Material supplied START

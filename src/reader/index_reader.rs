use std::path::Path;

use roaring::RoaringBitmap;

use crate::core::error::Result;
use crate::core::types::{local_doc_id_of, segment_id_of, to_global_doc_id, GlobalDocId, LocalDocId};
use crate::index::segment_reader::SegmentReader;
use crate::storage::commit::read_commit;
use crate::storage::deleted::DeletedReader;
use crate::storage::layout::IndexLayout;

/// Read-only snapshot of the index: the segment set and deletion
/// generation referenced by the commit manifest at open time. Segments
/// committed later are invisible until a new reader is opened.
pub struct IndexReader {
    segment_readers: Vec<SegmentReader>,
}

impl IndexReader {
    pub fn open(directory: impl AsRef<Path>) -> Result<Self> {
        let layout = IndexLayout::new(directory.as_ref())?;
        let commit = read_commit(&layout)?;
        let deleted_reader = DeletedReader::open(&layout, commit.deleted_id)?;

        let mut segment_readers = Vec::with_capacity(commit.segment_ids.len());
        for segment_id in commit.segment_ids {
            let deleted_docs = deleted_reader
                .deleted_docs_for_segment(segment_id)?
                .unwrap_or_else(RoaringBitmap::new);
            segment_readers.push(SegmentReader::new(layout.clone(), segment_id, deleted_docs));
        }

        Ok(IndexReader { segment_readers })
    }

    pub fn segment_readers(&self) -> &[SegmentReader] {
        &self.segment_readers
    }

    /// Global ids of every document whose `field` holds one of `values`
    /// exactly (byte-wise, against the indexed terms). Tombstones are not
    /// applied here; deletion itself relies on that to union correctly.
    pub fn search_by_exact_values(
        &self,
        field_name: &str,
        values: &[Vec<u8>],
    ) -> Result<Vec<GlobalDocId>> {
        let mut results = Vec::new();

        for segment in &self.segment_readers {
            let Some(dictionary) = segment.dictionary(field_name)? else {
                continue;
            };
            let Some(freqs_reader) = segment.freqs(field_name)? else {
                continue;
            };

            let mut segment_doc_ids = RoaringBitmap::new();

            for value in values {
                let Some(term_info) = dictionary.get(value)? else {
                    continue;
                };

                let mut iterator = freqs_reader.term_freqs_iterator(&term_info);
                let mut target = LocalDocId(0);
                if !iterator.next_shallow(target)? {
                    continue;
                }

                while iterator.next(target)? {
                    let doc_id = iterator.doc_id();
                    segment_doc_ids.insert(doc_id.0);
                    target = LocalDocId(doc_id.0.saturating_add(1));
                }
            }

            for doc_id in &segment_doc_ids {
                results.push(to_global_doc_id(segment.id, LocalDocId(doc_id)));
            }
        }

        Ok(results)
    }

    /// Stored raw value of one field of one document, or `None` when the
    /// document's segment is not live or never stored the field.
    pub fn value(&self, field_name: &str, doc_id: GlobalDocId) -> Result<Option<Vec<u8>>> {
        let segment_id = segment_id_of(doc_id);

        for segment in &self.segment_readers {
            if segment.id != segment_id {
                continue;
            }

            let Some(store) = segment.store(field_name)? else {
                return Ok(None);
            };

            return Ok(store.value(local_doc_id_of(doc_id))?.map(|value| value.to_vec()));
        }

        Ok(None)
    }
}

Material supplied END

Give back exactly the lines running from the line that has "stored the field." to the end of the entries above.

Problem solution —
    /// document's segment is not live or never stored the field.
    pub fn value(&self, field_name: &str, doc_id: GlobalDocId) -> Result<Option<Vec<u8>>> {
        let segment_id = segment_id_of(doc_id);

        for segment in &self.segment_readers {
            if segment.id != segment_id {
                continue;
            }

            let Some(store) = segment.store(field_name)? else {
                return Ok(None);
            };

            return Ok(store.value(local_doc_id_of(doc_id))?.map(|value| value.to_vec()));
        }

        Ok(None)
    }
}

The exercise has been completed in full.